April 27, 2020
A weighted graph H is a sparsifier of a graph G if H has much fewer edges than G and, in an appropriate technical sense, H "approximates" G. Sparsifiers are useful as compressed representations of graphs and to speed up certain graph algorithms. In a "cut sparsifier," the notion of approximation is that every cut is crossed by approximately the same number of edges in G as in H. In a "spectral sparsifier" a stronger, linear-algebraic, notion of approximation holds. Similar definitions can be given for hypergraphs.

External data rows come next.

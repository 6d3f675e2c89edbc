use chrono::{DateTime, Utc};
use mugo_core::models::Conversation;
use sqlx::PgConnection;
use uuid::Uuid;

use super::IntoId;
use crate::db::error::StoreError;

#[derive(sqlx::FromRow)]
struct ConversationRow {
    id: Uuid,
    user_id: Uuid,
    session_id: String,
    title: Option<String>,
    created_at: DateTime<Utc>,
    updated_at: DateTime<Utc>,
}

impl From<ConversationRow> for Conversation {
    fn from(row: ConversationRow) -> Self {
        Conversation {
            id: row.id,
            user_id: row.user_id,
            session_id: row.session_id,
            title: row.title,
            created_at: row.created_at,
            updated_at: row.updated_at,
        }
    }
}

const COLUMNS: &str = "id, user_id, session_id, title, created_at, updated_at";

pub struct ConversationRepository<'c> {
    conn: &'c mut PgConnection,
}

impl<'c> ConversationRepository<'c> {
    pub(super) fn new(conn: &'c mut PgConnection) -> Self {
        Self { conn }
    }

    /// Fails with `Conflict` when the user already has a conversation for
    /// this session.
    pub async fn create(
        &mut self,
        user_id: impl IntoId,
        session_id: &str,
        title: Option<&str>,
    ) -> Result<Conversation, StoreError> {
        let user_id = user_id.into_id("user_id")?;
        let row = sqlx::query_as::<_, ConversationRow>(&format!(
            "INSERT INTO conversations (id, user_id, session_id, title) \
             VALUES ($1, $2, $3, $4) RETURNING {COLUMNS}"
        ))
        .bind(Uuid::now_v7())
        .bind(user_id)
        .bind(session_id)
        .bind(title)
        .fetch_one(&mut *self.conn)
        .await
        .map_err(|e| StoreError::query("create conversation", e))?;

        Ok(row.into())
    }

    /// The conversation for (user, session), inserted on first use. A
    /// concurrent insert of the same pair resolves to the existing row and
    /// touches its `updated_at`.
    pub async fn get_or_create(
        &mut self,
        user_id: impl IntoId,
        session_id: &str,
    ) -> Result<Conversation, StoreError> {
        let user_id = user_id.into_id("user_id")?;
        let row = sqlx::query_as::<_, ConversationRow>(&format!(
            "INSERT INTO conversations (id, user_id, session_id) \
             VALUES ($1, $2, $3) \
             ON CONFLICT (user_id, session_id) DO UPDATE SET updated_at = now() \
             RETURNING {COLUMNS}"
        ))
        .bind(Uuid::now_v7())
        .bind(user_id)
        .bind(session_id)
        .fetch_one(&mut *self.conn)
        .await
        .map_err(|e| StoreError::query("get or create conversation", e))?;

        Ok(row.into())
    }

    pub async fn get_by_id(&mut self, id: impl IntoId) -> Result<Option<Conversation>, StoreError> {
        let id = id.into_id("conversation_id")?;
        let row = sqlx::query_as::<_, ConversationRow>(&format!(
            "SELECT {COLUMNS} FROM conversations WHERE id = $1"
        ))
        .bind(id)
        .fetch_optional(&mut *self.conn)
        .await
        .map_err(|e| StoreError::query("get conversation", e))?;

        Ok(row.map(Conversation::from))
    }

    pub async fn get_by_session_id(
        &mut self,
        user_id: impl IntoId,
        session_id: &str,
    ) -> Result<Option<Conversation>, StoreError> {
        let user_id = user_id.into_id("user_id")?;
        let row = sqlx::query_as::<_, ConversationRow>(&format!(
            "SELECT {COLUMNS} FROM conversations WHERE user_id = $1 AND session_id = $2"
        ))
        .bind(user_id)
        .bind(session_id)
        .fetch_optional(&mut *self.conn)
        .await
        .map_err(|e| StoreError::query("get conversation by session", e))?;

        Ok(row.map(Conversation::from))
    }

    /// Most recently active first.
    pub async fn list_by_user(&mut self, user_id: impl IntoId) -> Result<Vec<Conversation>, StoreError> {
        let user_id = user_id.into_id("user_id")?;
        let rows = sqlx::query_as::<_, ConversationRow>(&format!(
            "SELECT {COLUMNS} FROM conversations WHERE user_id = $1 ORDER BY updated_at DESC"
        ))
        .bind(user_id)
        .fetch_all(&mut *self.conn)
        .await
        .map_err(|e| StoreError::query("list conversations", e))?;

        Ok(rows.into_iter().map(Conversation::from).collect())
    }

    pub async fn update_title(
        &mut self,
        id: impl IntoId,
        title: Option<&str>,
    ) -> Result<Conversation, StoreError> {
        let id = id.into_id("conversation_id")?;
        let row = sqlx::query_as::<_, ConversationRow>(&format!(
            "UPDATE conversations SET title = $2, updated_at = now() WHERE id = $1 RETURNING {COLUMNS}"
        ))
        .bind(id)
        .bind(title)
        .fetch_optional(&mut *self.conn)
        .await
        .map_err(|e| StoreError::query("update conversation title", e))?;

        row.map(Conversation::from)
            .ok_or_else(|| StoreError::not_found(format!("conversation {id}")))
    }

    /// Meal logs that referenced the conversation keep their data and lose
    /// the link.
    pub async fn delete(&mut self, id: impl IntoId) -> Result<(), StoreError> {
        let id = id.into_id("conversation_id")?;
        let result = sqlx::query("DELETE FROM conversations WHERE id = $1")
            .bind(id)
            .execute(&mut *self.conn)
            .await
            .map_err(|e| StoreError::query("delete conversation", e))?;

        if result.rows_affected() == 0 {
            return Err(StoreError::not_found(format!("conversation {id}")));
        }
        Ok(())
    }
}
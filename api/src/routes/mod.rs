pub mod agents;
pub mod analytics;
pub mod conversation;
pub mod conversations;
pub mod debug;
pub mod greeting;
pub mod health;
pub mod meals;
pub mod params;
pub mod users;

#[cfg(test)]
pub(crate) mod test_support {
    use std::sync::Arc;

    use axum::body::to_bytes;
    use axum::response::Response;
    use mugo_adk::AgentClient;

    use crate::config::AgentApps;
    use crate::registry::SessionRegistry;
    use crate::state::AppState;

    /// State without a database whose agent client points at `server_url`
    /// (a mockito server root; the `/api` prefix is added here).
    pub fn test_state_with_agents(server_url: &str) -> AppState {
        AppState {
            db: None,
            database_configured: false,
            agents: AgentClient::new(&format!("{server_url}/api")).unwrap(),
            apps: AgentApps {
                nutrition: "macro_estimator".to_string(),
                weather: "hello_time_agent".to_string(),
                conversation: "echo_agent".to_string(),
            },
            registry: Arc::new(SessionRegistry::new()),
        }
    }

    /// State for routes that never reach the agent service.
    pub fn test_state() -> AppState {
        test_state_with_agents("http://127.0.0.1:9")
    }

    pub async fn body_json(response: Response) -> serde_json::Value {
        let bytes = to_bytes(response.into_body(), usize::MAX).await.unwrap();
        serde_json::from_slice(&bytes).unwrap()
    }
}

We discuss some new definitions, new constructions and new lower bounds for graph and hypergraph sparsifiers, including: - A new lower bound on the number edges of any spectral sparsifier, which can be seen as a generalization of the Alon-Boppana theorem to graphs that are irregular and weighted; - A new lower bound on the number of bits needed for any data structure that approximately stores the cut information of the graph, showing that known sparsifiers optimally solve this data structure problem - A new definition and constructions of sparsification for graph and hypergraphs, which allows *unweighted* sparsifiers with O(n) edges for all graphs and hypergraphs - A new construction of spectral hypergraph sparsifiers with a nearly-linear number of hyperedges (compared to a cubic number of hyperedges in previous constructions).
Based on joint work with Nikhil Bansal, Charles Carlson, Alexandra Kolla, Nikhil Srivastava and Ola Svensson.